Department of Medical Informatics, Erasmus University Medical Center, Rotterdam, the Netherlands.
Department of Medical Informatics, Erasmus University Medical Center, Rotterdam, the Netherlands.
Int J Med Inform. 2022 Jul;163:104762. doi: 10.1016/j.ijmedinf.2022.104762. Epub 2022 Apr 12.
Provide guidance on sample size considerations for developing predictive models by empirically establishing the adequate sample size, which balances the competing objectives of improving model performance and reducing model complexity as well as computational requirements.
We empirically assess the effect of sample size on prediction performance and model complexity by generating learning curves for 81 prediction problems (23 outcomes predicted in a depression cohort, 58 outcomes predicted in a hypertension cohort) in three large observational health databases, requiring training of 17,248 prediction models. The adequate sample size was defined as the sample size for which the performance of a model equalled the maximum model performance minus a small threshold value.
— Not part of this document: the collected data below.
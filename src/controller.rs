// Copyright (c) 2019-present Dmitry Stepanov and Fyrox Engine contributors.
//
// Permission is hereby granted, free of charge, to any person obtaining a copy
// of this software and associated documentation files (the "Software"), to deal
// in the Software without restriction, including without limitation the rights
// to use, copy, modify, merge, publish, distribute, sublicense, and/or sell
// copies of the Software, and to permit persons to whom the Software is
// furnished to do so, subject to the following conditions:
//
// The above copyright notice and this permission notice shall be included in all
// copies or substantial portions of the Software.
//
// THE SOFTWARE IS PROVIDED "AS IS", WITHOUT WARRANTY OF ANY KIND, EXPRESS OR
// IMPLIED, INCLUDING BUT NOT LIMITED TO THE WARRANTIES OF MERCHANTABILITY,
// FITNESS FOR A PARTICULAR PURPOSE AND NONINFRINGEMENT. IN NO EVENT SHALL THE
// AUTHORS OR COPYRIGHT HOLDERS BE LIABLE FOR ANY CLAIM, DAMAGES OR OTHER
// LIABILITY, WHETHER IN AN ACTION OF CONTRACT, TORT OR OTHERWISE, ARISING FROM,
// OUT OF OR IN CONNECTION WITH THE SOFTWARE OR THE USE OR OTHER DEALINGS IN THE
// SOFTWARE.


//! The tool context that owns all scaling state and exposes the entry points a host adapter wires
//! to its notifications.

use crate::{
    applier::{ApplyOutcome, ScaleApplier},
    host::SceneHost,
    percentage::{PercentageProperty, PropertyDescriptor},
    reference::{ReferenceStore, SelectionChange},
    settings::{ScaleSettings, SettingsError},
};

/// Owns baselines, the percentage value and the re-entrancy lock of one scaling tool instance.
///
/// Wiring:
/// - the host's "scene changed" notification calls [`Self::on_selection_changed`],
/// - the percentage control's change callback calls [`Self::set_percentage`] (or
///   [`Self::apply_percentage`] when the host stores the value itself).
#[derive(Debug)]
pub struct HomotheticScale {
    settings: ScaleSettings,
    references: ReferenceStore,
    percentage: PercentageProperty,
    applier: ScaleApplier,
}

impl Default for HomotheticScale {
    fn default() -> Self {
        // Default settings always pass validation.
        Self::with_valid_settings(ScaleSettings::default())
    }
}

impl HomotheticScale {
    /// Creates a tool instance. Fails if `settings` do not pass [`ScaleSettings::validate`].
    ///
    /// Log verbosity from `settings` is not applied here, the log is shared by every instance; see
    /// [`ScaleSettings::apply_log_verbosity`].
    pub fn new(settings: ScaleSettings) -> Result<Self, SettingsError> {
        settings.validate()?;
        Ok(Self::with_valid_settings(settings))
    }

    fn with_valid_settings(settings: ScaleSettings) -> Self {
        Self {
            percentage: PercentageProperty::new(PropertyDescriptor::from(&settings.percentage)),
            references: ReferenceStore::new(),
            applier: ScaleApplier::new(),
            settings,
        }
    }

    pub fn settings(&self) -> &ScaleSettings {
        &self.settings
    }

    pub fn references(&self) -> &ReferenceStore {
        &self.references
    }

    pub fn percentage(&self) -> &PercentageProperty {
        &self.percentage
    }

    pub fn is_applying(&self) -> bool {
        self.applier.is_applying()
    }

    /// Re-baselines if selection membership changed and resets the percentage to its default in
    /// that case. The reset does not write any scale: at the default value every entity already
    /// sits at its fresh baseline.
    pub fn on_selection_changed(&mut self, host: &dyn SceneHost) -> SelectionChange {
        let change = self
            .references
            .on_selection_changed(host, self.settings.allowed_kinds);

        if change.is_rebaselined() {
            self.percentage.reset();
        }

        change
    }

    /// Scales every tracked entity to `percentage` of its baseline. `percentage` is used as is, it
    /// is expected to come from the percentage control.
    pub fn apply_percentage(&self, host: &mut dyn SceneHost, percentage: f32) -> ApplyOutcome {
        self.applier.apply_percentage(
            self.references.snapshot(),
            host,
            self.settings.allowed_kinds,
            percentage,
        )
    }

    /// Stores a new percentage value (clamped into the control range) and applies it if the stored
    /// value actually changed. Returns `None` when the value stayed the same.
    pub fn set_percentage(&mut self, host: &mut dyn SceneHost, value: f32) -> Option<ApplyOutcome> {
        if self.percentage.set(value) {
            Some(self.apply_percentage(host, self.percentage.value()))
        } else {
            None
        }
    }

    /// Forgets every baseline and resets the percentage. Current scales are left as they are, which
    /// commits them.
    pub fn detach(&mut self) {
        self.references.clear();
        self.percentage.reset();
    }
}

#[cfg(test)]
mod test {
    use crate::{
        applier::ApplyOutcome,
        controller::HomotheticScale,
        entity::{EntityId, EntityKind, KindFilter, ScalableEntity},
        log::{Log, MessageKind},
        reference::SelectionChange,
        scene::{Scene, SceneObject},
        settings::{ScaleSettings, SettingsError},
    };
    use nalgebra::Vector3;

    fn object(name: &str, kind: EntityKind, scale: Vector3<f32>) -> SceneObject {
        SceneObject::new(name, kind).with_scale(scale)
    }

    #[test]
    fn test_example_workflow() {
        let mut scene = Scene::new();
        let a = scene.add(object("A", EntityKind::Mesh, Vector3::repeat(2.0)));
        let b = scene.add(object("B", EntityKind::Mesh, Vector3::repeat(1.0)));

        let mut tool = HomotheticScale::default();

        scene.select(&[a]);
        assert!(tool.on_selection_changed(&scene).is_rebaselined());
        assert_eq!(
            tool.references().snapshot().get(&EntityId::from("A")),
            Some(&Vector3::repeat(2.0))
        );

        tool.set_percentage(&mut scene, 50.0);
        assert_eq!(scene[a].scale(), Vector3::repeat(1.0));

        tool.set_percentage(&mut scene, 150.0);
        assert_eq!(scene[a].scale(), Vector3::repeat(3.0));
        assert_eq!(tool.percentage().value(), 150.0);

        // Depsgraph-like notification after the writes: membership is the same.
        assert_eq!(tool.on_selection_changed(&scene), SelectionChange::Unchanged);
        assert_eq!(tool.percentage().value(), 150.0);

        scene.select(&[b]);
        assert_eq!(
            tool.on_selection_changed(&scene),
            SelectionChange::Rebaselined {
                added: 1,
                removed: 1
            }
        );
        let snapshot = tool.references().snapshot();
        assert_eq!(snapshot.len(), 1);
        assert_eq!(snapshot.get(&EntityId::from("B")), Some(&Vector3::repeat(1.0)));
        assert_eq!(tool.percentage().value(), 100.0);

        // A keeps its last scale once deselected.
        assert_eq!(scene[a].scale(), Vector3::repeat(3.0));
    }

    #[test]
    fn test_reset_makes_default_a_no_op() {
        let mut scene = Scene::new();
        let a = scene.add(object("A", EntityKind::Curve, Vector3::repeat(2.0)));
        let b = scene.add(object("B", EntityKind::Text, Vector3::new(1.0, 2.0, 3.0)));

        let mut tool = HomotheticScale::default();
        scene.select(&[a]);
        tool.on_selection_changed(&scene);
        tool.set_percentage(&mut scene, 300.0);
        assert_eq!(scene[a].scale(), Vector3::repeat(6.0));

        scene.select(&[a, b]);
        tool.on_selection_changed(&scene);
        assert_eq!(tool.percentage().value(), 100.0);

        tool.apply_percentage(&mut scene, 100.0);
        assert_eq!(scene[a].scale(), Vector3::repeat(6.0));
        assert_eq!(scene[b].scale(), Vector3::new(1.0, 2.0, 3.0));
    }

    #[test]
    fn test_repeated_notifications_keep_percentage() {
        let mut scene = Scene::new();
        let a = scene.add(SceneObject::new("A", EntityKind::Mesh));
        let mut tool = HomotheticScale::default();
        scene.select(&[a]);
        tool.on_selection_changed(&scene);
        tool.set_percentage(&mut scene, 42.0);

        let snapshot = tool.references().snapshot().clone();
        for _ in 0..5 {
            assert_eq!(tool.on_selection_changed(&scene), SelectionChange::Unchanged);
        }
        assert_eq!(tool.references().snapshot(), &snapshot);
        assert_eq!(tool.percentage().value(), 42.0);
    }

    #[test]
    fn test_set_percentage_clamps_and_skips_unchanged() {
        let mut scene = Scene::new();
        let a = scene.add(object("A", EntityKind::Mesh, Vector3::repeat(10.0)));
        let mut tool = HomotheticScale::default();
        scene.select(&[a]);
        tool.on_selection_changed(&scene);

        assert_eq!(tool.set_percentage(&mut scene, 100.0), None);
        assert_eq!(scene.update_requests(), 0);

        assert_eq!(
            tool.set_percentage(&mut scene, 0.0),
            Some(ApplyOutcome::Applied {
                scaled: 1,
                skipped: 0
            })
        );
        assert_eq!(tool.percentage().value(), 0.1);
        assert_eq!(scene[a].scale(), Vector3::repeat(10.0) * (0.1 / 100.0));

        tool.set_percentage(&mut scene, 1.0e6);
        assert_eq!(tool.percentage().value(), 1000.0);
        assert_eq!(scene[a].scale(), Vector3::repeat(100.0));
        assert!(!tool.is_applying());
    }

    #[test]
    fn test_custom_allowed_kinds() {
        let mut scene = Scene::new();
        let mesh = scene.add(SceneObject::new("Mesh", EntityKind::Mesh));
        let empty = scene.add(SceneObject::new("Empty", EntityKind::Empty));

        let settings = ScaleSettings {
            allowed_kinds: KindFilter::EMPTY,
            ..Default::default()
        };
        let mut tool = HomotheticScale::new(settings).unwrap();
        scene.select(&[mesh, empty]);
        tool.on_selection_changed(&scene);

        tool.set_percentage(&mut scene, 200.0);
        assert_eq!(scene[mesh].scale(), Vector3::repeat(1.0));
        assert_eq!(scene[empty].scale(), Vector3::repeat(2.0));
    }

    #[test]
    fn test_independent_instances() {
        let mut first_scene = Scene::new();
        let a = first_scene.add(object("A", EntityKind::Mesh, Vector3::repeat(4.0)));
        let mut second_scene = Scene::new();
        let b = second_scene.add(object("A", EntityKind::Mesh, Vector3::repeat(8.0)));

        let mut first = HomotheticScale::default();
        let mut second = HomotheticScale::default();

        first_scene.select(&[a]);
        second_scene.select(&[b]);
        first.on_selection_changed(&first_scene);
        second.on_selection_changed(&second_scene);

        first.set_percentage(&mut first_scene, 25.0);
        assert_eq!(first_scene[a].scale(), Vector3::repeat(1.0));
        assert_eq!(second_scene[b].scale(), Vector3::repeat(8.0));
        assert_eq!(second.percentage().value(), 100.0);
    }

    #[test]
    fn test_detach_commits_current_scale() {
        let mut scene = Scene::new();
        let a = scene.add(object("A", EntityKind::Mesh, Vector3::repeat(2.0)));
        let mut tool = HomotheticScale::default();
        scene.select(&[a]);
        tool.on_selection_changed(&scene);
        tool.set_percentage(&mut scene, 50.0);

        tool.detach();
        assert!(tool.references().snapshot().is_empty());
        assert_eq!(tool.percentage().value(), 100.0);
        assert_eq!(scene[a].scale(), Vector3::repeat(1.0));

        // The next notification captures the committed scale as the new baseline.
        tool.on_selection_changed(&scene);
        assert_eq!(
            tool.references().snapshot().get(&EntityId::from("A")),
            Some(&Vector3::repeat(1.0))
        );
    }

    #[test]
    fn test_invalid_settings_are_rejected() {
        let mut settings = ScaleSettings::default();
        settings.percentage.min = 500.0;
        settings.percentage.max = 10.0;

        assert!(matches!(
            HomotheticScale::new(settings),
            Err(SettingsError::Invalid(_))
        ));

        let mut settings = ScaleSettings::default();
        settings.percentage.min = 0.0;
        assert!(HomotheticScale::new(settings).is_err());

        let mut settings = ScaleSettings::default();
        settings.percentage.default = f32::NAN;
        assert!(HomotheticScale::new(settings).is_err());
    }

    #[test]
    fn test_construction_leaves_log_verbosity_alone() {
        let before = Log::verbosity();
        let settings = ScaleSettings {
            verbosity: MessageKind::Error,
            ..Default::default()
        };

        let _first = HomotheticScale::new(settings.clone()).unwrap();
        let _second = HomotheticScale::new(settings).unwrap();

        assert_eq!(Log::verbosity(), before);
    }
}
The adequate sample size achieves a median reduction of the number of observations of 9.5%, 37.3%, 58.5%, and 78.5% for the thresholds of 0.001, 0.005, 0.01, and 0.02, respectively. The median reduction of the number of predictors in the models was 8.6%, 32.2%, 48.2%, and 68.3% for the thresholds of 0.001, 0.005, 0.01, and 0.02, respectively.
Based on our results a conservative, yet significant, reduction in sample size and model complexity can be estimated for future prediction work. Though, if a researcher is willing to generate a learning curve a much larger reduction of the model complexity may be possible as suggested by a large outcome-dependent variability.
Our results suggest that in most cases only a fraction of the available data was sufficient to produce a model close to the performance of one developed on the full data set, but with a substantially reduced model complexity.
通过实证确定合适的样本量,为开发预测模型提供样本量考虑因素的指导,在提高模型性能和降低模型复杂性以及计算需求的竞争目标之间取得平衡。
我们通过在三个大型观察性健康数据库中为 81 个预测问题(在抑郁队列中预测 23 个结果,在高血压队列中预测 58 个结果)生成学习曲线,实证评估样本量对预测性能和模型复杂性的影响,需要训练 17248 个预测模型。适当的样本量定义为模型性能等于最大模型性能减去小阈值的样本量。
对于阈值为 0.001、0.005、0.01 和 0.02,适当的样本量分别使模型的观测数中位数减少了 9.5%、37.3%、58.5%和 78.5%。模型中预测因子的中位数减少了 8.6%、32.2%、48.2%和 68.3%,对于阈值为 0.001、0.005、0.01 和 0.02。
根据我们的结果,可以估计未来预测工作中样本量和模型复杂性的保守但显著减少。然而,如果研究人员愿意生成学习曲线,则可以根据较大的结果相关变异性,实现模型复杂性的大幅减少。
我们的结果表明,在大多数情况下,仅使用可用数据的一小部分就足以生成接近使用完整数据集开发的模型的模型,但模型复杂性大大降低。